--- WORK REQUEST ---
Every line between the top of the data below and the line with "only if the", both ends included, must be retyped exactly.

(INPUT DATA Opens)

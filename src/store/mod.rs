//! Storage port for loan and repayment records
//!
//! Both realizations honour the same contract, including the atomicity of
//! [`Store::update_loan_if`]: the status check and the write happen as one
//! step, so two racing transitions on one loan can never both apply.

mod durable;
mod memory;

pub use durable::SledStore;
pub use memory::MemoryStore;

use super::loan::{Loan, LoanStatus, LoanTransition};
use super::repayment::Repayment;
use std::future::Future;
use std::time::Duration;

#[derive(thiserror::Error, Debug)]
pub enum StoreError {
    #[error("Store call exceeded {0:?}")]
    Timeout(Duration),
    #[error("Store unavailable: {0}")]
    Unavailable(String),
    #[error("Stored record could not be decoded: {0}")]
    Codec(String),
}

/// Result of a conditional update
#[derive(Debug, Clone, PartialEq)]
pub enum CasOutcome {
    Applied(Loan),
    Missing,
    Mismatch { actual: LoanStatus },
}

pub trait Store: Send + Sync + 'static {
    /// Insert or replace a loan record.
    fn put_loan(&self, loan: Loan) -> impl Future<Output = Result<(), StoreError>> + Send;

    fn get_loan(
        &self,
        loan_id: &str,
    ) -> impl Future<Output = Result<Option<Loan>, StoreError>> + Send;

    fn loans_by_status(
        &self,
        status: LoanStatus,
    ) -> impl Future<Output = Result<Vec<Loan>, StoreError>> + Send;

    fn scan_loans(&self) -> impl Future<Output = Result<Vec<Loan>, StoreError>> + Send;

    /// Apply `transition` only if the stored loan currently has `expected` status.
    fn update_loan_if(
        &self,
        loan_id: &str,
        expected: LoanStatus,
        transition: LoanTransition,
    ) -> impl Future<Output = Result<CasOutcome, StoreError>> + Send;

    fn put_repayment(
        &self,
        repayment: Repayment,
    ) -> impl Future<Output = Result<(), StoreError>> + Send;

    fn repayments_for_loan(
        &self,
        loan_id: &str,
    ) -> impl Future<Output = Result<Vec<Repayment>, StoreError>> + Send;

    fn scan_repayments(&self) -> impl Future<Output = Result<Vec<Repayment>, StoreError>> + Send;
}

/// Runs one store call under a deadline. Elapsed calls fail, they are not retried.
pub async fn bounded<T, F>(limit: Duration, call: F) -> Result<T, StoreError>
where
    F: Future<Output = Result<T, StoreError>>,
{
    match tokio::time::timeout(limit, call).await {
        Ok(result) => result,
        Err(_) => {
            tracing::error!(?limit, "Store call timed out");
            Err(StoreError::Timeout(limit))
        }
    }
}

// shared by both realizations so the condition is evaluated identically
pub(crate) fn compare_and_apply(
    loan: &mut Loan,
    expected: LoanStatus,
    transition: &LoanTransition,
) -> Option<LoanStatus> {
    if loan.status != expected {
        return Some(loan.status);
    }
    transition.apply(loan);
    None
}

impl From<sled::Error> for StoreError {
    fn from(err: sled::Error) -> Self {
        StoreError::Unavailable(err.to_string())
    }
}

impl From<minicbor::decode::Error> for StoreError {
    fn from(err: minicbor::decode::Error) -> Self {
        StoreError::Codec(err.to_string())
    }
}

(INPUT DATA Closes)

--- ANSWER SPACE ---
filename src/store/mod.rs
//! Storage port for loan and repayment records
//!
//! Both realizations honour the same contract, including the atomicity of
//! [`Store::update_loan_if`]: the status check and the write happen as one
//! step, so two racing transitions on one loan can never both apply.

mod durable;
mod memory;

pub use durable::SledStore;
pub use memory::MemoryStore;

use super::loan::{Loan, LoanStatus, LoanTransition};
use super::repayment::Repayment;
use std::future::Future;
use std::time::Duration;

#[derive(thiserror::Error, Debug)]
pub enum StoreError {
    #[error("Store call exceeded {0:?}")]
    Timeout(Duration),
    #[error("Store unavailable: {0}")]
    Unavailable(String),
    #[error("Stored record could not be decoded: {0}")]
    Codec(String),
}

/// Result of a conditional update
#[derive(Debug, Clone, PartialEq)]
pub enum CasOutcome {
    Applied(Loan),
    Missing,
    Mismatch { actual: LoanStatus },
}

pub trait Store: Send + Sync + 'static {
    /// Insert or replace a loan record.
    fn put_loan(&self, loan: Loan) -> impl Future<Output = Result<(), StoreError>> + Send;

    fn get_loan(
        &self,
        loan_id: &str,
    ) -> impl Future<Output = Result<Option<Loan>, StoreError>> + Send;

    fn loans_by_status(
        &self,
        status: LoanStatus,
    ) -> impl Future<Output = Result<Vec<Loan>, StoreError>> + Send;

    fn scan_loans(&self) -> impl Future<Output = Result<Vec<Loan>, StoreError>> + Send;

    /// Apply `transition` only if the stored loan currently has `expected` status.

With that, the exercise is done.